§ **WORK ORDER**
Can you output the records below exactly as they are written?

§ **EXERCISE DATA**
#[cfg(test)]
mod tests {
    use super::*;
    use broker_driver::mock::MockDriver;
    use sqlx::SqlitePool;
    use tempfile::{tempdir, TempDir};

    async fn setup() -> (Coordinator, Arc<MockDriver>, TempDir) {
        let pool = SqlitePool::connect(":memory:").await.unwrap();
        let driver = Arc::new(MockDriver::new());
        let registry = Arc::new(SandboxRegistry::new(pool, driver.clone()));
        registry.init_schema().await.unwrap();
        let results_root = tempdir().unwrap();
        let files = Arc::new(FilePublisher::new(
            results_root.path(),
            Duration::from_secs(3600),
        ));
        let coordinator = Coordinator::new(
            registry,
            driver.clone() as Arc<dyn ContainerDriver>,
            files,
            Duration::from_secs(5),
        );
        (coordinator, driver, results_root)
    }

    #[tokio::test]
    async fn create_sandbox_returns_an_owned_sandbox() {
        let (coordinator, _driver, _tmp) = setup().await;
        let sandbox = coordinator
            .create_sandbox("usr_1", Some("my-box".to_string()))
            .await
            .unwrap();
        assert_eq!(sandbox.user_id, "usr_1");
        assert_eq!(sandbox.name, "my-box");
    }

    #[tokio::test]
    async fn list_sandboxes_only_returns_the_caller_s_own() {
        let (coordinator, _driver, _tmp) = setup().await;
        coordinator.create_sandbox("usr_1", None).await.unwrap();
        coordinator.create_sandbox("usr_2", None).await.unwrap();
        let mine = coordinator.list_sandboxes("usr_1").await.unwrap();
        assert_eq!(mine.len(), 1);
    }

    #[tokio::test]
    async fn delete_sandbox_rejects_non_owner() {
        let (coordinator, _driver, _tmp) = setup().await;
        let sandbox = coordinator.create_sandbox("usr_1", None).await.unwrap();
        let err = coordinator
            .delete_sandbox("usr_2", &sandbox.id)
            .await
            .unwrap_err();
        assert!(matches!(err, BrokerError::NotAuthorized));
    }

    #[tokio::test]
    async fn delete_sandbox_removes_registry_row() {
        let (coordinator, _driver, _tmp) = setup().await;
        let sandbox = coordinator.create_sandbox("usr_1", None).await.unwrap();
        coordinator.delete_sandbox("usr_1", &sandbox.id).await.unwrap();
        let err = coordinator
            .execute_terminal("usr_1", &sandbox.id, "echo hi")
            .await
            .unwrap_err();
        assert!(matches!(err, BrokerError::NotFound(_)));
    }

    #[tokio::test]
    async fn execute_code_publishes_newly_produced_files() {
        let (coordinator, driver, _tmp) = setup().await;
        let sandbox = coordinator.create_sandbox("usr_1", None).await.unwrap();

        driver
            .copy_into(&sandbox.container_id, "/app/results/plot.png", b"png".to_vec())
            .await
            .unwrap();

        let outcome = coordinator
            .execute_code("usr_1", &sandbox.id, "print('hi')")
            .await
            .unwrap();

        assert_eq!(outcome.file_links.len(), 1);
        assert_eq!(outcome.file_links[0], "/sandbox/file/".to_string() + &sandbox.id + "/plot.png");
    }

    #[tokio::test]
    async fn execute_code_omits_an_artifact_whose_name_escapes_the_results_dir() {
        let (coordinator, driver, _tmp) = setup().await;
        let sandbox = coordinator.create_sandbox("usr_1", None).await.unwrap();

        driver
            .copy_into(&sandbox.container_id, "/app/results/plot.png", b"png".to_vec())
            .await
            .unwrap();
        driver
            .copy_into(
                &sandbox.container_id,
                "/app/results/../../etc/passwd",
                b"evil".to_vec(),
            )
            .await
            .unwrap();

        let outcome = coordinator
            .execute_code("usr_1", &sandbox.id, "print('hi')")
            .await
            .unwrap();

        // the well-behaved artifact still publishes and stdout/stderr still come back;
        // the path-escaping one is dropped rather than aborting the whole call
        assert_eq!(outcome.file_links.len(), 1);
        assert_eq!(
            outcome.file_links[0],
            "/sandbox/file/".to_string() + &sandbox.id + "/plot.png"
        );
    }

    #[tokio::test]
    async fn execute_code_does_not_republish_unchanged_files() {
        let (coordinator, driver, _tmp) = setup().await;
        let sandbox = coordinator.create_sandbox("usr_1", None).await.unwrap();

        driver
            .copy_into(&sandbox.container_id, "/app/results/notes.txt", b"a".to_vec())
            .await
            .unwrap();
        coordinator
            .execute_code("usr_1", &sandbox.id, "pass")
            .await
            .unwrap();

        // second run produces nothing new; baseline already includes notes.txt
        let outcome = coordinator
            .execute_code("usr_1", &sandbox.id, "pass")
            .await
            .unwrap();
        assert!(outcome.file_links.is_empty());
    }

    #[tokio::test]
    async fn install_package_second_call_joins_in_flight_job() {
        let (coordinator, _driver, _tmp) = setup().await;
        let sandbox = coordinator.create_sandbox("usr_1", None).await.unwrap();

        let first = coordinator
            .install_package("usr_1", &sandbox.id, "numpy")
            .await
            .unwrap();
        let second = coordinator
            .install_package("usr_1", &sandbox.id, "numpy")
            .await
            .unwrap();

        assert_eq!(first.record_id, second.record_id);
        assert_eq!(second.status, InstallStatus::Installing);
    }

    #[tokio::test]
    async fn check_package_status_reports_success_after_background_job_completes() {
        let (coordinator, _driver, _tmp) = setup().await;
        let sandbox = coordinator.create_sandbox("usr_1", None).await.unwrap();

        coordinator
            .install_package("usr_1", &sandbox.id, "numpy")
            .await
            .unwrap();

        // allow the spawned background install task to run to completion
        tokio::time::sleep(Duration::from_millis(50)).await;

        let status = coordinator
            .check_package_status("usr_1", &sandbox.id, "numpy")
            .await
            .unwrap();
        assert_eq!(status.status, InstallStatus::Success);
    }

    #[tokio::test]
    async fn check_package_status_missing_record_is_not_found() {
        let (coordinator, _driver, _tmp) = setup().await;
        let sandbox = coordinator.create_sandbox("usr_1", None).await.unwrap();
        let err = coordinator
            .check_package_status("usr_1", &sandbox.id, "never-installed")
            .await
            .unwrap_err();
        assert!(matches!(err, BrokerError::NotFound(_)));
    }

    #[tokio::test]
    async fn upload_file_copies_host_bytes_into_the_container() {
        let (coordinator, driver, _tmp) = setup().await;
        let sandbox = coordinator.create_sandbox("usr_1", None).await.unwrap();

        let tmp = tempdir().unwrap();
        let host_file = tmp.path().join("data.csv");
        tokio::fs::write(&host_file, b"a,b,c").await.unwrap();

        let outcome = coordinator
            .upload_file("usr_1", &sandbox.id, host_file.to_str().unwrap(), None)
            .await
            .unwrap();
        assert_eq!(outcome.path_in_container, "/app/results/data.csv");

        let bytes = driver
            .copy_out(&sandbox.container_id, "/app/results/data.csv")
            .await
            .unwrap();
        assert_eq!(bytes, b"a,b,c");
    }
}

§ **OUTPUT FOR THIS EXERCISE**
#[cfg(test)]
mod tests {
    use super::*;
    use broker_driver::mock::MockDriver;
    use sqlx::SqlitePool;
    use tempfile::{tempdir, TempDir};

    async fn setup() -> (Coordinator, Arc<MockDriver>, TempDir) {
        let pool = SqlitePool::connect(":memory:").await.unwrap();
        let driver = Arc::new(MockDriver::new());
        let registry = Arc::new(SandboxRegistry::new(pool, driver.clone()));
        registry.init_schema().await.unwrap();
        let results_root = tempdir().unwrap();
        let files = Arc::new(FilePublisher::new(
            results_root.path(),
            Duration::from_secs(3600),
        ));
        let coordinator = Coordinator::new(
            registry,
            driver.clone() as Arc<dyn ContainerDriver>,
            files,
            Duration::from_secs(5),
        );
        (coordinator, driver, results_root)
    }

    #[tokio::test]
    async fn create_sandbox_returns_an_owned_sandbox() {
        let (coordinator, _driver, _tmp) = setup().await;
        let sandbox = coordinator
            .create_sandbox("usr_1", Some("my-box".to_string()))
            .await
            .unwrap();
        assert_eq!(sandbox.user_id, "usr_1");
        assert_eq!(sandbox.name, "my-box");
    }

    #[tokio::test]
    async fn list_sandboxes_only_returns_the_caller_s_own() {
        let (coordinator, _driver, _tmp) = setup().await;
        coordinator.create_sandbox("usr_1", None).await.unwrap();
        coordinator.create_sandbox("usr_2", None).await.unwrap();
        let mine = coordinator.list_sandboxes("usr_1").await.unwrap();
        assert_eq!(mine.len(), 1);
    }

    #[tokio::test]
    async fn delete_sandbox_rejects_non_owner() {
        let (coordinator, _driver, _tmp) = setup().await;
        let sandbox = coordinator.create_sandbox("usr_1", None).await.unwrap();
        let err = coordinator
            .delete_sandbox("usr_2", &sandbox.id)
            .await
            .unwrap_err();
        assert!(matches!(err, BrokerError::NotAuthorized));
    }

    #[tokio::test]
    async fn delete_sandbox_removes_registry_row() {
        let (coordinator, _driver, _tmp) = setup().await;
        let sandbox = coordinator.create_sandbox("usr_1", None).await.unwrap();
        coordinator.delete_sandbox("usr_1", &sandbox.id).await.unwrap();
        let err = coordinator
            .execute_terminal("usr_1", &sandbox.id, "echo hi")
            .await
            .unwrap_err();
        assert!(matches!(err, BrokerError::NotFound(_)));
    }

    #[tokio::test]
    async fn execute_code_publishes_newly_produced_files() {
        let (coordinator, driver, _tmp) = setup().await;
        let sandbox = coordinator.create_sandbox("usr_1", None).await.unwrap();

        driver
            .copy_into(&sandbox.container_id, "/app/results/plot.png", b"png".to_vec())
            .await
            .unwrap();

        let outcome = coordinator
            .execute_code("usr_1", &sandbox.id, "print('hi')")
            .await
            .unwrap();

        assert_eq!(outcome.file_links.len(), 1);
        assert_eq!(outcome.file_links[0], "/sandbox/file/".to_string() + &sandbox.id + "/plot.png");
    }

    #[tokio::test]
    async fn execute_code_omits_an_artifact_whose_name_escapes_the_results_dir() {
        let (coordinator, driver, _tmp) = setup().await;
        let sandbox = coordinator.create_sandbox("usr_1", None).await.unwrap();

        driver
            .copy_into(&sandbox.container_id, "/app/results/plot.png", b"png".to_vec())
            .await
            .unwrap();
        driver
            .copy_into(
                &sandbox.container_id,
                "/app/results/../../etc/passwd",
                b"evil".to_vec(),
            )
            .await
            .unwrap();

        let outcome = coordinator
            .execute_code("usr_1", &sandbox.id, "print('hi')")
            .await
            .unwrap();

        // the well-behaved artifact still publishes and stdout/stderr still come back;
        // the path-escaping one is dropped rather than aborting the whole call
        assert_eq!(outcome.file_links.len(), 1);
        assert_eq!(
            outcome.file_links[0],
            "/sandbox/file/".to_string() + &sandbox.id + "/plot.png"
        );
    }

    #[tokio::test]
    async fn execute_code_does_not_republish_unchanged_files() {
        let (coordinator, driver, _tmp) = setup().await;
        let sandbox = coordinator.create_sandbox("usr_1", None).await.unwrap();

        driver
            .copy_into(&sandbox.container_id, "/app/results/notes.txt", b"a".to_vec())
            .await
            .unwrap();
        coordinator
            .execute_code("usr_1", &sandbox.id, "pass")
            .await
            .unwrap();

        // second run produces nothing new; baseline already includes notes.txt
        let outcome = coordinator
            .execute_code("usr_1", &sandbox.id, "pass")
            .await
            .unwrap();
        assert!(outcome.file_links.is_empty());
    }

    #[tokio::test]
    async fn install_package_second_call_joins_in_flight_job() {
        let (coordinator, _driver, _tmp) = setup().await;
        let sandbox = coordinator.create_sandbox("usr_1", None).await.unwrap();

        let first = coordinator
            .install_package("usr_1", &sandbox.id, "numpy")
            .await
            .unwrap();
        let second = coordinator
            .install_package("usr_1", &sandbox.id, "numpy")
            .await
            .unwrap();

        assert_eq!(first.record_id, second.record_id);
        assert_eq!(second.status, InstallStatus::Installing);
    }

    #[tokio::test]
    async fn check_package_status_reports_success_after_background_job_completes() {
        let (coordinator, _driver, _tmp) = setup().await;
        let sandbox = coordinator.create_sandbox("usr_1", None).await.unwrap();

        coordinator
            .install_package("usr_1", &sandbox.id, "numpy")
            .await
            .unwrap();

        // allow the spawned background install task to run to completion
        tokio::time::sleep(Duration::from_millis(50)).await;

        let status = coordinator
            .check_package_status("usr_1", &sandbox.id, "numpy")
            .await
            .unwrap();
        assert_eq!(status.status, InstallStatus::Success);
    }

    #[tokio::test]
    async fn check_package_status_missing_record_is_not_found() {
        let (coordinator, _driver, _tmp) = setup().await;
        let sandbox = coordinator.create_sandbox("usr_1", None).await.unwrap();
        let err = coordinator
            .check_package_status("usr_1", &sandbox.id, "never-installed")
            .await
            .unwrap_err();
        assert!(matches!(err, BrokerError::NotFound(_)));
    }

    #[tokio::test]
    async fn upload_file_copies_host_bytes_into_the_container() {
        let (coordinator, driver, _tmp) = setup().await;
        let sandbox = coordinator.create_sandbox("usr_1", None).await.unwrap();

        let tmp = tempdir().unwrap();
        let host_file = tmp.path().join("data.csv");
        tokio::fs::write(&host_file, b"a,b,c").await.unwrap();

        let outcome = coordinator
            .upload_file("usr_1", &sandbox.id, host_file.to_str().unwrap(), None)
            .await
            .unwrap();
        assert_eq!(outcome.path_in_container, "/app/results/data.csv");

        let bytes = driver
            .copy_out(&sandbox.container_id, "/app/results/data.csv")
            .await
            .unwrap();
        assert_eq!(bytes, b"a,b,c");
    }
}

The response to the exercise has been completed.